## TASK DETAILS
Find the lines in the listing below that include the word "linkage", and report how many there are, with nothing more.

STUDY MATERIAL: Begin

impl Trial {
    pub fn controller(store: &Store) -> Controller<'_> {
        Controller::new(EntityKind::Trial, store)
    }

    /// Data directory: `<experiment prefix>/<number>`.
    pub fn prefix(store: &Store, trial: &Model) -> Result<PathBuf, TauError> {
        let experiment = Self::controller(store)
            .populate_one(trial, "experiment")?
            .ok_or_else(|| TauError::InternalError(format!("{} has no experiment", trial)))?;
        Ok(Experiment::prefix(store, &experiment)?.join(trial.name()))
    }

    /// Execute `cmd` as a new trial of `experiment`.
    ///
    /// The trial record is created under the store lock with the next free
    /// number. Launch failures and runs that produced none of the data the
    /// measurement asked for leave the trial in the `failed` phase and return
    /// a [`TauError::TrialError`].
    pub fn perform(
        store: &Store,
        experiment: &Model,
        cmd: &[String],
        cwd: &Path,
        mut env: Environment,
        description: Option<&str>,
        executor: &dyn Executor,
    ) -> Result<Model, TauError> {
        let ctrl = Self::controller(store);
        let trial = {
            let _lock = store.lock()?;
            let number = Experiment::next_trial_number(store, experiment)?;
            debug!("New trial number is {}", number);
            let mut data = Fields::new();
            data.insert("number".into(), json!(number));
            data.insert("experiment".into(), json!(experiment.id()));
            data.insert("command".into(), json!(cmd.join(" ")));
            data.insert("cwd".into(), json!(cwd.to_string_lossy()));
            data.insert("phase".into(), json!("initializing"));
            if let Some(description) = description {
                data.insert("description".into(), json!(description));
            }
            ctrl.create(data)?
        };

        let mut environment = None;
        let mut execute = || -> Result<(), TauError> {
            let prefix = Self::prefix(store, &trial)?;
            let prefix_text = prefix.to_string_lossy().to_string();
            let experiments = Controller::new(EntityKind::Experiment, store);
            let measurement = experiments.populate_one(experiment, "measurement")?;
            let target = experiments.populate_one(experiment, "target")?;
            let setting = |model: &Option<Model>, attr: &str| {
                model
                    .as_ref()
                    .and_then(|m| m.get_or_default(attr))
                    .and_then(|v| v.as_str().map(str::to_string))
                    .unwrap_or_default()
            };
            let run = TrialRun {
                ctrl: &ctrl,
                experiment,
                trial: &trial,
                prefix: &prefix,
                cwd,
                executor,
                profile: setting(&measurement, "profile"),
                trace: setting(&measurement, "trace"),
                host_arch: setting(&target, "host_arch"),
            };
            env.insert("PROFILEDIR".into(), prefix_text.clone());
            env.insert("TRACEDIR".into(), prefix_text.clone());
            if run.trace == "otf2" || run.profile == "cubex" {
                env.insert("SCOREP_EXPERIMENT_DIRECTORY".into(), prefix_text);
            }
            environment = Some(serde_json::to_string(&env)?);
            run.execute(cmd, &env)
        };
        let result = execute();

        // The closing phase is recorded whatever happened above; the run's
        // own error takes precedence over a failure to record it.
        let phase = if result.is_ok() { "completed" } else { "failed" };
        let mut closing = Fields::new();
        closing.insert("phase".into(), json!(phase));
        if let Some(environment) = environment {
            closing.insert("environment".into(), json!(environment));
        }
        let updated = match (result, ctrl.update(closing, trial.id(), false)) {
            (Ok(()), Ok(updated)) => updated,
            (Ok(()), Err(err)) => return Err(err),
            (Err(err), Ok(_)) => return Err(err),
            (Err(err), Err(update_err)) => {
                error!("Could not mark {} as {}: {}", trial, phase, update_err);
                return Err(err);
            }
        };
        updated
            .into_iter()
            .next()
            .ok_or_else(|| TauError::InternalError(format!("{} disappeared while being performed", trial)))
    }

    /// Profile files in the trial's data directory.
    pub fn profile_files(store: &Store, trial: &Model) -> Result<Vec<PathBuf>, TauError> {
        profile_files(&Self::prefix(store, trial)?)
    }

    /// Trace files in the trial's data directory.
    pub fn trace_files(store: &Store, trial: &Model) -> Result<Vec<PathBuf>, TauError> {
        trace_files(&Self::prefix(store, trial)?)
    }
}

fn list_dir(dir: &Path) -> Result<Vec<PathBuf>, TauError> {
    match fs::read_dir(dir) {
        Ok(entries) => {
            let mut paths = Vec::new();
            for entry in entries {
                paths.push(entry?.path());
            }
            paths.sort();
            Ok(paths)
        }
        Err(err) if err.kind() == std::io::ErrorKind::NotFound => Ok(Vec::new()),
        Err(err) => Err(err.into()),
    }
}

fn file_name(path: &Path) -> String {
    path.file_name()
        .map(|name| name.to_string_lossy().to_string())
        .unwrap_or_default()
}

fn is_profile(path: &Path) -> bool {
    let name = file_name(path);
    path.is_file() && (PROFILE_RE.is_match(&name) || name == "tauprofile.xml" || name.ends_with(".cubex"))
}

/// `profile.N.C.T` files (also inside `MULTI__*` metric directories),
/// `tauprofile.xml` and `*.cubex` under `dir`.
pub fn profile_files(dir: &Path) -> Result<Vec<PathBuf>, TauError> {
    let mut found = Vec::new();
    for path in list_dir(dir)? {
        if path.is_dir() && file_name(&path).starts_with("MULTI__") {
            found.extend(
                list_dir(&path)?
                    .into_iter()
                    .filter(|p| p.is_file() && PROFILE_RE.is_match(&file_name(p))),
            );
        } else if is_profile(&path) {
            found.push(path);
        }
    }
    Ok(found)
}
//! CLI struct definitions for the `tau` command-line interface.
//!
//! All clap-derived types live here. Dispatch lives in `lib.rs`.

use clap::{Parser, Subcommand};
use std::path::PathBuf;

#[derive(Parser, Debug)]
#[clap(
    name = "tau",
    version = env!("CARGO_PKG_VERSION"),
    about = "Performance measurement bookkeeping: projects, experiments and trials."
)]
pub(crate) struct Cli {
    #[clap(subcommand)]
    pub command: Command,
}

#[derive(Subcommand, Debug)]
pub(crate) enum Command {
    /// Create a project in the current directory with a default configuration
    Init {
        /// Project name
        project: String,
        /// Name of the default target
        #[clap(long)]
        target_name: Option<String>,
        /// Name of the default application (defaults to the project name)
        #[clap(long)]
        application_name: Option<String>,
    },
    /// Create, list and delete targets
    Target(TargetCli),
    /// Create, edit, list and delete applications
    Application(ApplicationCli),
    /// Create, edit, list and delete measurements
    Measurement(MeasurementCli),
    /// Create, select, list and delete experiments
    Experiment(ExperimentCli),
    /// Perform, list and delete trials of the selected experiment
    Trial(TrialCli),
    /// Compile with the selected experiment's build configuration
    Build {
        /// Compiler command and arguments
        #[clap(trailing_var_arg = true, allow_hyphen_values = true, required = true)]
        cmd: Vec<String>,
    },
    /// Show the project's configurations and experiments
    Dashboard,
    /// Print an entity's schema as JSON
    Schema {
        /// Project, Target, Application, Measurement, Experiment or Trial
        entity: String,
    },
}

// ===== Target =====

#[derive(clap::Args, Debug)]
pub(crate) struct TargetCli {
    #[clap(subcommand)]
    pub command: TargetCommand,
}

#[derive(clap::Args, Debug, Default)]
pub(crate) struct TargetFlags {
    /// C compiler command
    #[clap(long)]
    pub cc: Option<String>,
    /// C++ compiler command
    #[clap(long)]
    pub cxx: Option<String>,
    /// Fortran compiler command
    #[clap(long)]
    pub fc: Option<String>,
    /// TAU installation path, source archive URL, or 'download'
    #[clap(long)]
    pub tau_source: Option<String>,
    /// PDT installation path, source archive URL, or 'download'
    #[clap(long)]
    pub pdt_source: Option<String>,
    /// GNU binutils installation path, source archive URL, or 'download'
    #[clap(long)]
    pub binutils_source: Option<String>,
    /// libunwind installation path, source archive URL, or 'download'
    #[clap(long)]
    pub libunwind_source: Option<String>,
    /// PAPI installation path, source archive URL, or 'download'
    #[clap(long)]
    pub papi_source: Option<String>,
    /// NVIDIA CUDA toolkit path
    #[clap(long)]
    pub cuda_toolkit: Option<String>,
}

#[derive(Subcommand, Debug)]
pub(crate) enum TargetCommand {
    /// Create a target and add it to the project
    Create {
        name: String,
        #[clap(flatten)]
        flags: TargetFlags,
    },
    /// Change a target
    Edit {
        name: String,
        #[clap(flatten)]
        flags: TargetFlags,
    },
    /// Delete a target that no experiment uses
    Delete { name: String },
    /// List targets
    List,
}

// ===== Application =====

#[derive(clap::Args, Debug)]
pub(crate) struct ApplicationCli {
    #[clap(subcommand)]
    pub command: ApplicationCommand,
}

#[derive(clap::Args, Debug, Default)]
pub(crate) struct ApplicationFlags {
    /// Application uses OpenMP
    #[clap(long)]
    pub openmp: Option<bool>,
    /// Application uses pthreads
    #[clap(long)]
    pub pthreads: Option<bool>,
    /// Application uses MPI
    #[clap(long)]
    pub mpi: Option<bool>,
    /// Application uses NVIDIA CUDA
    #[clap(long)]
    pub cuda: Option<bool>,
    /// Application uses OpenCL
    #[clap(long)]
    pub opencl: Option<bool>,
    /// Application uses SHMEM
    #[clap(long)]
    pub shmem: Option<bool>,
    /// Application uses MPC
    #[clap(long)]
    pub mpc: Option<bool>,
    /// Application linkage: static or dynamic
    #[clap(long)]
    pub linkage: Option<String>,
    /// Selective instrumentation file
    #[clap(long)]
    pub select_file: Option<PathBuf>,
}

#[derive(Subcommand, Debug)]
pub(crate) enum ApplicationCommand {
    /// Create an application and add it to the project
    Create {
        name: String,
        #[clap(flatten)]
        flags: ApplicationFlags,
    },
    /// Change an application
    Edit {
        name: String,
        #[clap(flatten)]
        flags: ApplicationFlags,
    },
    /// Delete an application that no experiment uses
    Delete { name: String },
    /// List applications
    List,
}

// ===== Measurement =====

#[derive(clap::Args, Debug)]
pub(crate) struct MeasurementCli {
    #[clap(subcommand)]
    pub command: MeasurementCommand,
}

#[derive(clap::Args, Debug, Default)]
pub(crate) struct MeasurementFlags {
    /// Profile format: tau, merged, cubex or none
    #[clap(long)]
    pub profile: Option<String>,
    /// Trace format: slog2, otf2 or none
    #[clap(long)]
    pub trace: Option<String>,
    /// Use event-based sampling
    #[clap(long)]
    pub sample: Option<bool>,
    /// Source instrumentation: automatic, manual or never
    #[clap(long)]
    pub source_inst: Option<String>,
    /// Compiler instrumentation: always, fallback or never
    #[clap(long)]
    pub compiler_inst: Option<String>,
    /// Measure MPI calls
    #[clap(long)]
    pub mpi: Option<bool>,
    /// OpenMP measurement: ignore, ompt or opari
    #[clap(long)]
    pub openmp: Option<String>,
    /// Measure CUDA events
    #[clap(long)]
    pub cuda: Option<bool>,
    /// Measure OpenCL events
    #[clap(long)]
    pub opencl: Option<bool>,
    /// Measure SHMEM calls
    #[clap(long)]
    pub shmem: Option<bool>,
    /// Maximum callpath depth, 0 to disable
    #[clap(long)]
    pub callpath: Option<i64>,
    /// Comma-separated performance metrics
    #[clap(long, value_delimiter = ',')]
    pub metrics: Option<Vec<String>>,
    /// Keep instrumented source files
    #[clap(long)]
    pub keep_inst_files: Option<bool>,
    /// Run without instrumentation
    #[clap(long)]
    pub baseline: Option<bool>,
    /// Throttle lightweight events
    #[clap(long)]
    pub throttle: Option<bool>,
}

#[derive(Subcommand, Debug)]
pub(crate) enum MeasurementCommand {
    /// Create a measurement and add it to the project
    Create {
        name: String,
        #[clap(flatten)]
        flags: MeasurementFlags,
    },
    /// Change a measurement
    Edit {
        name: String,
        #[clap(flatten)]
        flags: MeasurementFlags,
    },
    /// Delete a measurement that no experiment uses
    Delete { name: String },
    /// List measurements
    List,
}

// ===== Experiment =====

#[derive(clap::Args, Debug)]
pub(crate) struct ExperimentCli {
    #[clap(subcommand)]
    pub command: ExperimentCommand,
}

#[derive(Subcommand, Debug)]
pub(crate) enum ExperimentCommand {
    /// Create an experiment from a target, application and measurement, and select it
    Create {
        name: String,
        #[clap(long)]
        target: String,
        #[clap(long)]
        application: String,
        #[clap(long)]
        measurement: String,
    },
    /// Select an experiment
    Select { name: String },
    /// Delete an experiment and all of its trials
    Delete { name: String },
    /// List the project's experiments
    List,
}

// ===== Trial =====

#[derive(clap::Args, Debug)]
pub(crate) struct TrialCli {
    #[clap(subcommand)]
    pub command: TrialCommand,
}

#[derive(Subcommand, Debug)]
pub(crate) enum TrialCommand {
    /// Run a command as a new trial of the selected experiment
    Create {
        /// Note stored with the trial
        #[clap(long)]
        description: Option<String>,
        /// Launcher and application command line
        #[clap(trailing_var_arg = true, allow_hyphen_values = true, required = true)]
        cmd: Vec<String>,
    },
    /// List the selected experiment's trials
    List,
    /// Delete a trial and its data
    Delete { number: u64 },
}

STUDY MATERIAL: End

## FINISHED TASK
2